MAS O VENTO CONTINUA
circular fraterna 2005


   
    
 

Tem sido uma autêntica avalancha de mensagens de solidariedade, preocupadas e até indignadas algumas, e já finalmente, muitas, exultantes. Hoje, como nunca, deveria eu responder pessoalmente, mensagem por mensagem, coração a coração. Chegaram também, neste tempo de vigília expectante, muitas perguntas, muitos desabafos; sobre este nosso Mundo neoliberal, sobre a nossa santa e problemática Igreja. Envio as perguntas e as ansiedades ao Espírito d’Aquele que é “nossa Paz”. E crentes e agnósticos, serenos e rebeldes, elas e eles, dêem-se todos por respondidos com um carinho imenso. Assim, tão facilmente, os bispos aposentados despachamos as cargas...!

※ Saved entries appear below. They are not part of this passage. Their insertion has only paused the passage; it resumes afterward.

//! User aggregate
//!
//! Contains the User entity, the registration DTO and the credential
//! store port.

pub mod model;
pub mod repository;

mod dto_create;

pub use dto_create::CreateUserDto;
pub use model::{User, UserProfile};
pub use repository::CredentialStore;
/// A capability label assigned to users.
#[derive(Debug, Clone, PartialEq, Eq, Hash)]
pub struct Role {
    pub id: i32,
    pub name: String,
}

/// Authority that may read any user's roles
pub const ADMIN_ROLE: &str = "ADMIN";
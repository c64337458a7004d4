//! Bearer-token authentication middleware for Axum
//!
//! Verifies the JWT and stores a [`SecurityContext`] for the caller in the
//! request extensions. Handlers read it with `Extension<SecurityContext>`.

use axum::{
    body::Body,
    extract::State,
    http::{header, Request, StatusCode},
    middleware::Next,
    response::{IntoResponse, Response},
    Json,
};
use tracing::debug;

use super::common::ApiResponse;
use crate::domain::SecurityContext;
use crate::infrastructure::crypto::jwt::{is_expired_error, verify_token, JwtConfig};

/// Authentication error types
#[derive(Debug)]
pub enum AuthError {
    MissingToken,
    InvalidToken,
    ExpiredToken,
}

impl IntoResponse for AuthError {
    fn into_response(self) -> Response {
        let message = match self {
            Self::MissingToken => "Missing authentication token",
            Self::InvalidToken => "Invalid authentication token",
            Self::ExpiredToken => "Token has expired",
        };
        (
            StatusCode::UNAUTHORIZED,
            Json(ApiResponse::<()>::error(message)),
        )
            .into_response()
    }
}

/// Authentication state containing JWT config
#[derive(Clone)]
pub struct AuthState {
    pub jwt_config: JwtConfig,
}

fn extract_token(auth_header: &str) -> Option<&str> {
    auth_header
        .strip_prefix("Bearer ")
        .map(str::trim)
        .filter(|t| !t.is_empty())
}

/// JWT authentication middleware
pub async fn auth_middleware(
    State(auth_state): State<AuthState>,
    mut request: Request<Body>,
    next: Next,
) -> Response {
    let Some(auth_header) = request
        .headers()
        .get(header::AUTHORIZATION)
        .and_then(|h| h.to_str().ok())
    else {
        return AuthError::MissingToken.into_response();
    };

    let Some(token) = extract_token(auth_header) else {
        return AuthError::InvalidToken.into_response();
    };

    match verify_token(token, &auth_state.jwt_config) {
        Ok(claims) => {
            let context = SecurityContext::authenticated(claims.into_identity());
            request.extensions_mut().insert(context);
            next.run(request).await
        }
        Err(e) if is_expired_error(&e) => AuthError::ExpiredToken.into_response(),
        Err(e) => {
            debug!(error = %e, "Rejected bearer token");
            AuthError::InvalidToken.into_response()
        }
    }
}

Temos recebido muita solidariedade com respeito à reivindicação do povo Xavante, que continua estancada em mãos de uma justiça lentíssima. O outro motivo de solidariedade para com a nossa pequena Igreja de São Félix do Araguaia tem sido, logicamente, a sucessão episcopal. Não vou entrar em detalhes porque já se tem escrito bastante sobre esse incidente eclesial. Nós queremos insistir em que o problema não era apenas um bispo, uma Igreja. O problema é de toda a Igreja e para a nomeação de todos os bispos e é uma reivindicação maior de co-responsabilidade e de colegialidade. Para sermos fiéis ao Evangelho e para darmos testemunho ao Mundo. Felizmente o novo bispo de São Félix do Araguaia, frei Leonardo Ulrich Steiner, é um franciscano verdadeiro, fraterno, dialogante, popular. E a caminhada continua. E eu continuarei também aqui, à beira do Araguaia, acompanhando à distância as lutas dos nossos povos e curtindo, em esperança pascal, a tarde da vida.

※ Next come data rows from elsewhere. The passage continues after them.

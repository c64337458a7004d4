//! Inbound adapters

pub mod http;

pub use http::create_api_router;
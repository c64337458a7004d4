//! Non-persistent storage backends

pub mod memory;

pub use memory::{InMemoryIdentityStore, InMemoryIdentityTransaction};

O império quer “um mundo sem tirania”. Nós também; sobre tudo sem a tirania do império. E quer o império “a propagação da liberdade”. Nós contestamos indignados que essa liberdade seja somente para o mercado e para alguns senhores países.

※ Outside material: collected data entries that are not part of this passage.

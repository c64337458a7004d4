//! Validated JSON extractor for Axum
//!
//! `ValidatedJson<T>` works like `axum::Json<T>`, but additionally runs
//! `validator::Validate::validate()` on the deserialized value.
//! Malformed JSON is a 400; a validation failure is a 422 listing every
//! offending field.

use axum::extract::rejection::JsonRejection;
use axum::extract::FromRequest;
use axum::http::StatusCode;
use axum::response::{IntoResponse, Response};
use axum::Json;
use serde::de::DeserializeOwned;
use validator::Validate;

use super::ApiResponse;

/// An extractor that deserializes JSON and validates it.
///
/// ```ignore
/// async fn register(ValidatedJson(body): ValidatedJson<RegisterRequest>) {
///     // `body` is guaranteed to pass validation
/// }
/// ```
pub struct ValidatedJson<T>(pub T);

/// Error type for `ValidatedJson` extraction failures.
pub enum ValidatedJsonRejection {
    JsonError(JsonRejection),
    ValidationError(validator::ValidationErrors),
}

fn describe(errors: &validator::ValidationErrors) -> String {
    let mut field_errors: Vec<String> = errors
        .field_errors()
        .iter()
        .flat_map(|(field, errs)| {
            errs.iter().map(move |e| {
                let msg = e
                    .message
                    .as_ref()
                    .map(|m| m.to_string())
                    .unwrap_or_else(|| e.code.to_string());
                format!("{}: {}", field, msg)
            })
        })
        .collect();
    // HashMap order is not stable
    field_errors.sort();

    if field_errors.is_empty() {
        "Validation failed".to_string()
    } else {
        field_errors.join("; ")
    }
}

impl IntoResponse for ValidatedJsonRejection {
    fn into_response(self) -> Response {
        match self {
            Self::JsonError(rejection) => {
                let body = ApiResponse::<()>::error(format!("Invalid JSON: {}", rejection));
                (StatusCode::BAD_REQUEST, Json(body)).into_response()
            }
            Self::ValidationError(errors) => {
                let body = ApiResponse::<()>::error(describe(&errors));
                (StatusCode::UNPROCESSABLE_ENTITY, Json(body)).into_response()
            }
        }
    }
}

impl<S, T> FromRequest<S> for ValidatedJson<T>
where
    T: DeserializeOwned + Validate,
    S: Send + Sync,
{
    type Rejection = ValidatedJsonRejection;

    async fn from_request(req: axum::extract::Request, state: &S) -> Result<Self, Self::Rejection> {
        let Json(value) = Json::<T>::from_request(req, state)
            .await
            .map_err(ValidatedJsonRejection::JsonError)?;

        value
            .validate()
            .map_err(ValidatedJsonRejection::ValidationError)?;

        Ok(ValidatedJson(value))
    }
}

// ── Tests ──────────────────────────────────────────────────────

Tiranias há, demais, em todos os níveis da vida social, econômica, política, cultural. Segundo o informe anual da ONU, ainda há 1,1 bilhão de pessoas que sobrevivem com menos de US$1 por dia. Continuam morrendo diariamente, de fome, 30.000 crianças pobres. Nos últimos 40 anos o PIB mundial duplicou-se enquanto se triplicava a desigualdade econômica. 900 milhões de pessoas –a sétima parte da população mundial- sofrem discriminação étnica, social ou religiosa. 170 milhões de pessoas vivem flutuando na migração. 44% da população latino-americana mora em bairros miseráveis. África continua sangrando, entre ignorada e espoliada. E há países em nosso mundo como “marcados para morrer”, tal vez por uma possível guerra preventiva...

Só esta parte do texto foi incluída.